Definición

La pulsión (Trieb), término que la tradición freudiana en lengua española prefiere frente al calco “instinto” utilizado por Strachey en su traducción inglesa, designa aquella representación psíquica de una fuente de excitación somática que empuja continuamente al aparato mental a operar para procurar su descarga. Freud elabora sistemáticamente el concepto en los ensayos metapsicológicos de 1915, particularmente en “Pulsiones y destinos de pulsión” (Triebe und Triebschicksale), y lo reformula radicalmente en Más allá del principio del placer (Jenseits des Lustprinzips, 1920) con la introducción de la segunda dualidad pulsional. La pulsión debe distinguirse cuidadosamente del instinto animal, con el cual comparte cierta ambigüedad terminológica pero del cual difiere en aspectos fundamentales.
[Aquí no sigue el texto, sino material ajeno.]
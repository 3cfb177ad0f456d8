//! In-process stepper drive for bench runs and tests.
//!
//! Tracks the commanded step position exactly unless stalled. Two limit
//! switches sit at fixed raw positions; when the axis reaches one, the
//! switch level goes active and a rising edge is reported to the shared
//! [`LimitCapture`], the same way the edge interrupt does on hardware.
//!
//! [`SimHandle`] gives tests a side door into the model: alarm and stall
//! injection, spurious edges, and read-back of the step counter.

use std::sync::Arc;
use std::time::Duration;

use parking_lot::Mutex;
use tracing::{debug, trace};

use super::{AxisDriver, DriveCommand, DriveError, DriveInputs};
use crate::engine::limits::{LimitCapture, LimitSide};

/// Simulated axis geometry.
#[derive(Debug, Clone, Copy, PartialEq, Eq, Default)]
pub struct SimAxisConfig {
    /// Step counter at power-up.
    pub start_position: i32,
    /// Switch trips at `position <= min_switch`.
    pub min_switch: Option<i32>,
    /// Switch trips at `position >= max_switch`.
    pub max_switch: Option<i32>,
}

impl SimAxisConfig {
    /// Switches at both ends of `travel` steps, starting mid-travel.
    pub fn with_travel(travel: i32) -> Self {
        Self {
            start_position: travel / 2,
            min_switch: Some(0),
            max_switch: Some(travel),
        }
    }
}

#[derive(Debug)]
struct SimState {
    config: SimAxisConfig,
    position: i32,
    enabled: bool,
    stalled: bool,
    alarm: bool,
    min_active: bool,
    max_active: bool,
    steps_travelled: u64,
}

impl SimState {
    fn update_switches(&mut self, capture: &LimitCapture) {
        let min_now = self.config.min_switch.is_some_and(|s| self.position <= s);
        let max_now = self.config.max_switch.is_some_and(|s| self.position >= s);
        if min_now && !self.min_active {
            trace!(position = self.position, "sim: min switch edge");
            capture.on_edge(LimitSide::Min);
        }
        if max_now && !self.max_active {
            trace!(position = self.position, "sim: max switch edge");
            capture.on_edge(LimitSide::Max);
        }
        self.min_active = min_now;
        self.max_active = max_now;
    }
}

pub struct SimulatedAxis {
    state: Arc<Mutex<SimState>>,
    capture: Arc<LimitCapture>,
}

impl SimulatedAxis {
    pub fn new(config: SimAxisConfig, capture: Arc<LimitCapture>) -> Self {
        let mut state = SimState {
            config,
            position: config.start_position,
            enabled: false,
            stalled: false,
            alarm: false,
            min_active: false,
            max_active: false,
            steps_travelled: 0,
        };
        // Levels at power-up are not edges.
        state.min_active = config.min_switch.is_some_and(|s| state.position <= s);
        state.max_active = config.max_switch.is_some_and(|s| state.position >= s);
        Self {
            state: Arc::new(Mutex::new(state)),
            capture,
        }
    }

    pub fn handle(&self) -> SimHandle {
        SimHandle {
            state: Arc::clone(&self.state),
            capture: Arc::clone(&self.capture),
        }
    }
}

impl AxisDriver for SimulatedAxis {
    fn name(&self) -> &'static str {
        "simulation"
    }

    fn init(&mut self) -> Result<(), DriveError> {
        let state = self.state.lock();
        debug!(
            position = state.position,
            min_switch = ?state.config.min_switch,
            max_switch = ?state.config.max_switch,
            "simulated axis ready"
        );
        Ok(())
    }

    fn sample(&mut self) -> DriveInputs {
        let state = self.state.lock();
        DriveInputs {
            position: state.position,
            limit_min: state.min_active,
            limit_max: state.max_active,
            alarm: state.alarm,
        }
    }

    fn apply(&mut self, command: &DriveCommand, _dt: Duration) {
        let mut state = self.state.lock();
        state.enabled = command.enabled;
        if command.enabled && !state.stalled && command.position != state.position {
            state.steps_travelled += u64::from(command.position.abs_diff(state.position));
            state.position = command.position;
        }
        state.update_switches(&self.capture);
    }

    fn shutdown(&mut self) -> Result<(), DriveError> {
        self.state.lock().enabled = false;
        Ok(())
    }
}

/// Test and bench access to a [`SimulatedAxis`].
#[derive(Clone)]
pub struct SimHandle {
    state: Arc<Mutex<SimState>>,
    capture: Arc<LimitCapture>,
}

impl SimHandle {
    /// Raw step counter.
    pub fn position(&self) -> i32 {
        self.state.lock().position
    }

    /// Total steps emitted since start.
    pub fn steps_travelled(&self) -> u64 {
        self.state.lock().steps_travelled
    }

    pub fn is_enabled(&self) -> bool {
        self.state.lock().enabled
    }

    pub fn limit_levels(&self) -> (bool, bool) {
        let state = self.state.lock();
        (state.min_active, state.max_active)
    }

    pub fn set_alarm(&self, active: bool) {
        self.state.lock().alarm = active;
    }

    /// A stalled motor ignores step commands.
    pub fn set_stalled(&self, stalled: bool) {
        self.state.lock().stalled = stalled;
    }

    /// Fire an edge interrupt without touching the switch level.
    pub fn inject_edge(&self, side: LimitSide) {
        self.capture.on_edge(side);
    }

    /// Move a switch; the level updates on the next `apply`.
    pub fn set_switches(&self, min_switch: Option<i32>, max_switch: Option<i32>) {
        let mut state = self.state.lock();
        state.config.min_switch = min_switch;
        state.config.max_switch = max_switch;
    }
}
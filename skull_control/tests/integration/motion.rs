//! Move execution: clamping, retargeting, idempotence, queue behaviour.

use skull_common::prelude::*;

use super::support::{Rig, test_axis, test_config};

#[test]
fn targets_are_clamped_to_discovered_limits() {
    let mut r = Rig::standard();
    r.home();

    assert!(r.send(CommandKind::MoveAbsolute { target: 10_000 }));
    r.run(1);
    assert_eq!(r.status().target_position, 3950);
    assert!(r.settle());
    assert_eq!(r.status().current_position, 3950);

    assert!(r.send(CommandKind::MoveAbsolute { target: -5 }));
    r.run(1);
    assert_eq!(r.status().target_position, 50);
    assert!(r.settle());
    assert_eq!(r.status().current_position, 50);
    assert_eq!(r.status().state, SystemState::Ready);
}

#[test]
fn accepted_targets_always_within_limits() {
    let mut r = Rig::standard();
    r.home();
    for target in [i32::MIN, -1, 0, 49, 50, 1234, 3950, 3951, i32::MAX] {
        assert!(r.send(CommandKind::MoveAbsolute { target }));
        r.run(1);
        let s = r.status();
        assert!(
            s.position_limits.contains(s.target_position),
            "target {target} → {}",
            s.target_position
        );
    }
}

#[test]
fn repeated_target_after_settle_does_not_move() {
    let mut r = Rig::standard();
    r.home();
    assert!(r.send(CommandKind::MoveAbsolute { target: 3000 }));
    assert!(r.settle());
    let steps = r.sim.steps_travelled();

    assert!(r.send(CommandKind::MoveAbsolute { target: 3000 }));
    r.run(500);
    assert_eq!(r.sim.steps_travelled(), steps);
    assert_eq!(r.status().current_position, 3000);
    assert_eq!(r.status().state, SystemState::Ready);
}

#[test]
fn move_relative_is_relative_to_commanded_target() {
    let mut r = Rig::standard();
    r.home();
    assert!(r.send(CommandKind::MoveAbsolute { target: 3000 }));
    r.run(100);
    let mid = r.status();
    assert!(mid.current_position > 2000 && mid.current_position < 3000);

    assert!(r.send(CommandKind::MoveRelative { delta: -500 }));
    r.run(1);
    assert_eq!(r.status().target_position, 2500);
    assert!(r.settle());
    assert_eq!(r.status().current_position, 2500);
}

#[test]
fn retarget_mid_move_keeps_velocity_continuous() {
    let mut r = Rig::standard();
    r.home();
    let bound = test_config().motion.acceleration * 0.001 + 1e-6;

    assert!(r.send(CommandKind::MoveAbsolute { target: 3900 }));
    let mut last = r.status().current_speed;
    for i in 0..3000 {
        match i {
            150 => assert!(r.send(CommandKind::MoveAbsolute { target: 100 })),
            400 => assert!(r.send(CommandKind::MoveAbsolute { target: 3000 })),
            410 => assert!(r.send(CommandKind::MoveAbsolute { target: 2900 })),
            _ => {}
        }
        r.tick();
        let v = r.status().current_speed;
        assert!((v - last).abs() <= bound, "tick {i}: {last} → {v}");
        last = v;
    }
    assert!(r.settle());
    assert_eq!(r.status().current_position, 2900);
}

#[test]
fn speed_override_caps_velocity() {
    let mut r = Rig::standard();
    r.home();
    let kind = CommandKind::MoveAbsolute { target: 3900 };
    assert!(r.bus.submit(r.bus.command_with(kind, ProfileOverride::new(800.0, 2000.0))));
    let mut peak: f64 = 0.0;
    let done = r.run_until(30_000, |s| {
        peak = peak.max(s.current_speed.abs());
        s.state == SystemState::Ready && s.current_position == 3900
    });
    assert!(done);
    assert!(peak <= 800.0 + 1e-6, "peak {peak}");
    assert!(peak > 700.0);
}

#[test]
fn moves_before_homing_use_configured_limits() {
    let mut r = Rig::standard();
    assert!(r.send(CommandKind::MoveAbsolute { target: 5000 }));
    r.run(1);
    assert_eq!(r.status().state, SystemState::Moving);
    assert_eq!(r.status().target_position, 800);
    assert!(r.settle());
    assert_eq!(r.status().current_position, 800);
    assert_eq!(r.status().state, SystemState::NotHomed);
}

#[test]
fn disabled_drive_rejects_moves() {
    let mut r = Rig::standard();
    assert!(r.send(CommandKind::Disable));
    assert!(r.send(CommandKind::MoveAbsolute { target: 400 }));
    r.run(50);
    let s = r.status();
    assert!(!s.enabled);
    assert_eq!(s.current_position, 0);
    assert_eq!(s.state, SystemState::NotHomed);
    assert!(!r.sim.is_enabled());

    assert!(r.send(CommandKind::Enable));
    assert!(r.send(CommandKind::MoveAbsolute { target: 400 }));
    r.run(2);
    assert!(r.settle());
    assert_eq!(r.status().current_position, 400);
}

#[test]
fn stop_brakes_short_of_target() {
    let mut r = Rig::standard();
    r.home();
    assert!(r.send(CommandKind::MoveAbsolute { target: 3900 }));
    r.run(300);
    let at_stop = r.status().current_position;
    assert!(r.send(CommandKind::Stop));
    assert!(r.settle());
    let end = r.status().current_position;
    assert!(end > at_stop && end < 3900, "{at_stop} → {end}");
    assert_eq!(r.status().state, SystemState::Ready);
}

#[test]
fn commands_apply_one_per_tick_in_order() {
    let mut r = Rig::standard();
    r.run(1);
    let ids: Vec<u32> = (0..3)
        .map(|i| {
            let cmd = r.bus.command(CommandKind::MoveAbsolute { target: 100 * (i + 1) });
            assert!(r.bus.submit(cmd));
            cmd.id()
        })
        .collect();
    for (i, id) in ids.iter().enumerate() {
        r.run(1);
        let s = r.status();
        assert_eq!(s.last_command_id, *id);
        assert_eq!(s.target_position, 100 * (i as i32 + 1));
    }
}

#[test]
fn full_queue_rejects_without_blocking() {
    let mut config = test_config();
    config.engine.queue_capacity = 4;
    let mut r = Rig::new(config, test_axis());
    for i in 0..4 {
        assert!(r.send(CommandKind::MoveAbsolute { target: i }), "slot {i}");
    }
    assert!(!r.send(CommandKind::MoveAbsolute { target: 99 }));
    assert_eq!(r.bus.queue().dropped(), 1);

    r.run(1);
    assert!(r.send(CommandKind::MoveAbsolute { target: 99 }));
    assert_eq!(r.bus.queue().len(), 4);
}

#[test]
fn engine_handle_reports_status() {
    let mut r = Rig::standard();
    let handle = r.engine.handle();
    assert!(!handle.is_homed());
    r.home();
    assert!(handle.is_homed());
    assert!(!handle.is_moving());
    assert!(!handle.is_limit_fault_active());
    assert_eq!(handle.position_limits(), PositionLimits::new(50, 3950));
    assert!(handle.send(CommandKind::MoveAbsolute { target: 3000 }));
    r.run(2);
    assert!(handle.is_moving());
    assert!(handle.status().distance_to_go() > 0);
}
Mientras el instinto es rígido, específico y ligado biológicamente a objetos determinados, la pulsión es plástica en cuanto a su objeto, indeterminada en cuanto a su fin específico y susceptible de transformaciones sucesivas mediante mecanismos como el desplazamiento, la sublimación, la vuelta contra sí mismo y la formación reactiva. Freud caracteriza cada pulsión mediante cuatro componentes que conviene precisar: la fuente, es decir, el proceso somático que la origina; el empuje o presión (Drang), factor cuantitativo que mide la fuerza de la exigencia pulsional; el fin, que consiste siempre en la satisfacción mediante la supresión de la excitación en la fuente; y el objeto, que es aquello mediante lo cual o en lo cual la pulsión puede alcanzar su fin, siendo el objeto particularmente contingente y variable. La teoría pulsional atraviesa dos formulaciones sucesivas. En la primera dualidad, Freud opone las pulsiones sexuales, cuyo objetivo es la conservación de la especie mediante la reproducción y el placer, y las pulsiones de autoconservación o del yo, cuyo objetivo es la preservación del individuo. En la segunda dualidad, introducida en 1920 y sostenida ya siempre en la obra tardía, Freud opone las pulsiones de vida (Eros), que agrupan las sexuales y las autoconservativas al servicio de la ligadura, y las pulsiones de muerte (Todestrieb o Thánatos), que tienden a la disolución de las unidades vitales y al retorno a lo inorgánico. Esta segunda dualidad ha sido objeto de intensos debates dentro del propio psicoanálisis, pero permite a Freud explicar fenómenos que la primera teoría no daba cuenta, como la compulsión de repetición y el masoquismo primario.